- Exercise directions: Write out once more the lines running from the top of the entries below to the line with "pub struct ReferenceIdRequest", both ends included.

Collected data entries
········

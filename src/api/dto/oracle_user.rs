//! Secondary-store user DTOs for API requests and responses.
//!
//! Responses enrich the stored role/grant id into a descriptor from the
//! canonical reference values; an id outside the canonical set yields a
//! null role/grant with no error.

use chrono::NaiveDate;
use serde::{Deserialize, Serialize};
use validator::Validate;

use crate::models::{OracleUserRow, canonical_grant, canonical_role};

// ============================================================================
// Request DTOs
// ============================================================================

/// A role/grant reference in a write payload.
///
/// Only the id is ever written to the store; a reference object without
/// an id is rejected as malformed during deserialization.
#[derive(Debug, Deserialize, Clone, Copy)]
pub struct ReferenceIdRequest {
    pub id: i64,
}

/// Request body for creating or replacing a secondary-store user.
///
/// The id is database-generated on create and path-supplied on update, so
/// the body never carries one. All fields are optional; the store accepts
/// null columns.
#[derive(Debug, Deserialize, Validate, Default)]
pub struct SaveOracleUserRequest {
    pub name: Option<String>,
    pub birth_date: Option<NaiveDate>,
    pub sex: Option<String>,
    pub role: Option<ReferenceIdRequest>,
    pub grant: Option<ReferenceIdRequest>,
}

impl SaveOracleUserRequest {
    /// Extracts the role id to persist, if a reference was supplied.
    pub fn role_id(&self) -> Option<i64> {
        self.role.map(|r| r.id)
    }

    /// Extracts the grant id to persist, if a reference was supplied.
    pub fn grant_id(&self) -> Option<i64> {
        self.grant.map(|g| g.id)
    }
}

// ============================================================================
// Response DTOs
// ============================================================================

/// An enriched role/grant descriptor in a read response.
#[derive(Debug, Serialize, Clone, PartialEq, Eq)]
pub struct ReferenceResponse {
    pub id: i64,
    pub name: String,
    pub description: String,
}

/// Response body for secondary-store user data.
///
/// `role` and `grant` serialize as explicit nulls rather than being
/// skipped, so a miss in the canonical set is visible to clients.
#[derive(Debug, Serialize, PartialEq, Eq)]
pub struct OracleUserResponse {
    pub id: i64,
    pub name: Option<String>,
    pub birth_date: Option<NaiveDate>,
    pub sex: Option<String>,
    pub role: Option<ReferenceResponse>,
    pub grant: Option<ReferenceResponse>,
}

impl From<OracleUserRow> for OracleUserResponse {
    fn from(row: OracleUserRow) -> Self {
        let role = row
            .role_id
            .and_then(canonical_role)
            .map(|r| ReferenceResponse {
                id: r.id,
                name: r.name.to_string(),
                description: r.description.to_string(),
            });
        let grant = row
            .grant_id
            .and_then(canonical_grant)
            .map(|g| ReferenceResponse {
                id: g.id,
                name: g.name.to_string(),
                description: g.description.to_string(),
            });

        Self {
            id: row.id,
            name: row.name,
            birth_date: row.birth_date,
            sex: row.sex,
            role,
            grant,
        }
    }
}

#[cfg(test)]
mod tests {
    use super::*;

    fn row(role_id: Option<i64>, grant_id: Option<i64>) -> OracleUserRow {
        OracleUserRow {
            id: 1,
            name: Some("Ivan Petrov".to_string()),
            birth_date: NaiveDate::from_ymd_opt(1990, 5, 15),
            sex: Some("M".to_string()),
            role_id,
            grant_id,
        }
    }

    #[test]
    fn test_canonical_role_and_grant_enriched() {
        let response = OracleUserResponse::from(row(Some(2), Some(5)));

        let role = response.role.expect("role should be enriched");
        assert_eq!(role.name, "DEVELOPER");
        assert_eq!(role.description, "Developer role with read and write access");

        let grant = response.grant.expect("grant should be enriched");
        assert_eq!(grant.name, "ADMIN_ACCESS");
    }

    #[test]
    fn test_non_canonical_ids_yield_absent_references() {
        // Ids persisted directly into the table, outside the canonical five.
        let response = OracleUserResponse::from(row(Some(42), Some(7)));
        assert!(response.role.is_none());
        assert!(response.grant.is_none());
    }

    #[test]
    fn test_unset_references_stay_absent() {
        let response = OracleUserResponse::from(row(None, None));
        assert!(response.role.is_none());
        assert!(response.grant.is_none());
    }

    #[test]
    fn test_absent_references_serialize_as_null() {
        let response = OracleUserResponse::from(row(None, Some(99)));
        let json = serde_json::to_value(&response).unwrap();
        assert!(json.as_object().unwrap().contains_key("role"));
        assert_eq!(json["role"], serde_json::Value::Null);
        assert_eq!(json["grant"], serde_json::Value::Null);
    }

    #[test]
    fn test_reference_id_extraction() {
        let request = SaveOracleUserRequest {
            role: Some(ReferenceIdRequest { id: 3 }),
            grant: None,
            ..Default::default()
        };
        assert_eq!(request.role_id(), Some(3));
        assert_eq!(request.grant_id(), None);
    }

    #[test]
    fn test_reference_without_id_is_rejected_on_deserialize() {
        let result: Result<SaveOracleUserRequest, _> =
            serde_json::from_str(r#"{"name":"Ivan","role":{}}"#);
        assert!(result.is_err());
    }
}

········

- Answer to this exercise:
filename src/api/dto/oracle_user.rs
//! Secondary-store user DTOs for API requests and responses.
//!
//! Responses enrich the stored role/grant id into a descriptor from the
//! canonical reference values; an id outside the canonical set yields a
//! null role/grant with no error.

use chrono::NaiveDate;
use serde::{Deserialize, Serialize};
use validator::Validate;

use crate::models::{OracleUserRow, canonical_grant, canonical_role};

// ============================================================================
// Request DTOs
// ============================================================================

/// A role/grant reference in a write payload.
///
/// Only the id is ever written to the store; a reference object without
/// an id is rejected as malformed during deserialization.
#[derive(Debug, Deserialize, Clone, Copy)]
pub struct ReferenceIdRequest {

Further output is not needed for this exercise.